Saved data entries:
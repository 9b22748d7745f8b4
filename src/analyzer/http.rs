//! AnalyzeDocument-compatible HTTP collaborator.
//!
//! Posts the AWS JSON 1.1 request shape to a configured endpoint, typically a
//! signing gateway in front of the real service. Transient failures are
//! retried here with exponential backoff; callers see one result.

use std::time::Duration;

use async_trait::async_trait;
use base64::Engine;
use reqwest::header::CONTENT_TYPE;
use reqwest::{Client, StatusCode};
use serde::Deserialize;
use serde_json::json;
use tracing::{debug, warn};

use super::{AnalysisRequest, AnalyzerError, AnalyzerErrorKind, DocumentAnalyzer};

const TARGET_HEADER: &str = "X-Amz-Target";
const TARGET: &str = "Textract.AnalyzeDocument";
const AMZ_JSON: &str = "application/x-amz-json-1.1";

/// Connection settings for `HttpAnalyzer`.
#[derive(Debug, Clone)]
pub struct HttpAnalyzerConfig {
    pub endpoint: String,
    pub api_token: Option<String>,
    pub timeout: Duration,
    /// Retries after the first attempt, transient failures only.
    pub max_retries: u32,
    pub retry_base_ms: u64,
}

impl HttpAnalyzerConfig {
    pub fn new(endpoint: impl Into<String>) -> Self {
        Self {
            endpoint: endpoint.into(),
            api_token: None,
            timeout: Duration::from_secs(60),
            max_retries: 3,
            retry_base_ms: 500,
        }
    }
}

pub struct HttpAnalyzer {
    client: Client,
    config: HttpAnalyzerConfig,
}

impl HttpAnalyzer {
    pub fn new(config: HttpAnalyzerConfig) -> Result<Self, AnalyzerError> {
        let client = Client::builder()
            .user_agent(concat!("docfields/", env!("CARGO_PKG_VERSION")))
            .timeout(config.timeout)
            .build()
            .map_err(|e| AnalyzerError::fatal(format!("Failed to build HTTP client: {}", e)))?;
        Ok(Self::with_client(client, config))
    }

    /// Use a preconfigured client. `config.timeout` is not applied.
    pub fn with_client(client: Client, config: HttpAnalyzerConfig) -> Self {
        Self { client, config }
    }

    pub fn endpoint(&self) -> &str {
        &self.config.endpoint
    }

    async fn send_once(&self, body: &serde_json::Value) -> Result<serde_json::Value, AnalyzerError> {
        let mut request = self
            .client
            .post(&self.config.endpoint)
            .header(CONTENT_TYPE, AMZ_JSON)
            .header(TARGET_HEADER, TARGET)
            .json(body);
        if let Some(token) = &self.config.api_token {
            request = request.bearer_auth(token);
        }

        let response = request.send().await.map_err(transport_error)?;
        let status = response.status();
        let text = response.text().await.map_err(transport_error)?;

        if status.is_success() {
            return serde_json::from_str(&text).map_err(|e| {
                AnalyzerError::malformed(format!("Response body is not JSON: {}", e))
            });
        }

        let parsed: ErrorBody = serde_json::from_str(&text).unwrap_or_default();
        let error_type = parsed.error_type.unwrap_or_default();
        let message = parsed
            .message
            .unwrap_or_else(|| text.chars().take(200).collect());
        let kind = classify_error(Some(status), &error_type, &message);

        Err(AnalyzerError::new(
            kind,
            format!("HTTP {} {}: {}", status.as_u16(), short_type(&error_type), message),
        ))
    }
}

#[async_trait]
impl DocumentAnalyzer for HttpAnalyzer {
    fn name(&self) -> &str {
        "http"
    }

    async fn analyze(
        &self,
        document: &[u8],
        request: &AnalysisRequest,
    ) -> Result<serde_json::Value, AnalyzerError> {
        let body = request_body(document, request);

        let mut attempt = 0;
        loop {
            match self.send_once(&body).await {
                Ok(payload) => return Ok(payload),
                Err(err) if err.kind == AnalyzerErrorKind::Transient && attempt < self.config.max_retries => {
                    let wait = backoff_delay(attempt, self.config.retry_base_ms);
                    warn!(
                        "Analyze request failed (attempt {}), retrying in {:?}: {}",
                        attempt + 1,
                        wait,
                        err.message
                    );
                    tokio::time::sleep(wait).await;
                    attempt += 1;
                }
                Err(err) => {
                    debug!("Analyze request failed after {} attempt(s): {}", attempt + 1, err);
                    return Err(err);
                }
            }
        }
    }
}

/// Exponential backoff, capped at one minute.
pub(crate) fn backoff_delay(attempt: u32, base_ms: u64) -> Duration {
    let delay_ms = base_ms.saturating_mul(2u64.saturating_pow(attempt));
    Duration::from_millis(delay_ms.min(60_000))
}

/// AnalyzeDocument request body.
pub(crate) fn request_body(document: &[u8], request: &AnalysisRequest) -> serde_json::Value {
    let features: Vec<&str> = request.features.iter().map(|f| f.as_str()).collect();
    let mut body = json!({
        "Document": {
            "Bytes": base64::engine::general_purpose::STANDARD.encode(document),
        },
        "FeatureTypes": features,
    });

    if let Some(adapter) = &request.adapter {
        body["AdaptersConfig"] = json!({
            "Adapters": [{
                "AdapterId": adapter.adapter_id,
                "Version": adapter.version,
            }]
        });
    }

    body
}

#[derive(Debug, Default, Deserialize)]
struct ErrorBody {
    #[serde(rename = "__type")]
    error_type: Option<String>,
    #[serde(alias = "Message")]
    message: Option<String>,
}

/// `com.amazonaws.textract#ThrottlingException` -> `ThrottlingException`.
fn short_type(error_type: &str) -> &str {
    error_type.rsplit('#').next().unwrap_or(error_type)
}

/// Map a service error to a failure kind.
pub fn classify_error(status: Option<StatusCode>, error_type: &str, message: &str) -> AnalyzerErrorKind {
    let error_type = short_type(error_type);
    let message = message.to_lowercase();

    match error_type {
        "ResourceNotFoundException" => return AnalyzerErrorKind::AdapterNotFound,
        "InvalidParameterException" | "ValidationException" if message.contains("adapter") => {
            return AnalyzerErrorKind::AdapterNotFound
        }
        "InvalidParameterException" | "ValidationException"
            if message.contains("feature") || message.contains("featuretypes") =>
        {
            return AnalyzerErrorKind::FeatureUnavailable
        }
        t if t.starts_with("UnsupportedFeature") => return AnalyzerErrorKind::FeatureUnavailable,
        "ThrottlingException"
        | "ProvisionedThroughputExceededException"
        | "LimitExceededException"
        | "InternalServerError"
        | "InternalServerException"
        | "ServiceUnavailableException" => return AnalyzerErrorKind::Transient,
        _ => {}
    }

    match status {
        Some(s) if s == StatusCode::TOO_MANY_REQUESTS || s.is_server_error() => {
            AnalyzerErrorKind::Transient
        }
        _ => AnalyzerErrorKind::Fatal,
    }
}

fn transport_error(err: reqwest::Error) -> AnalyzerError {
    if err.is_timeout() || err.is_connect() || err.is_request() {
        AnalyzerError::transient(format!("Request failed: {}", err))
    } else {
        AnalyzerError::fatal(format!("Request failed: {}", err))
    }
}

**WHAT IS EXPECTED**
Copy down each line in the entries that has the word "ThrottlingException".

**TASK OUTPUT**
/// `com.amazonaws.textract#ThrottlingException` -> `ThrottlingException`.
        "ThrottlingException"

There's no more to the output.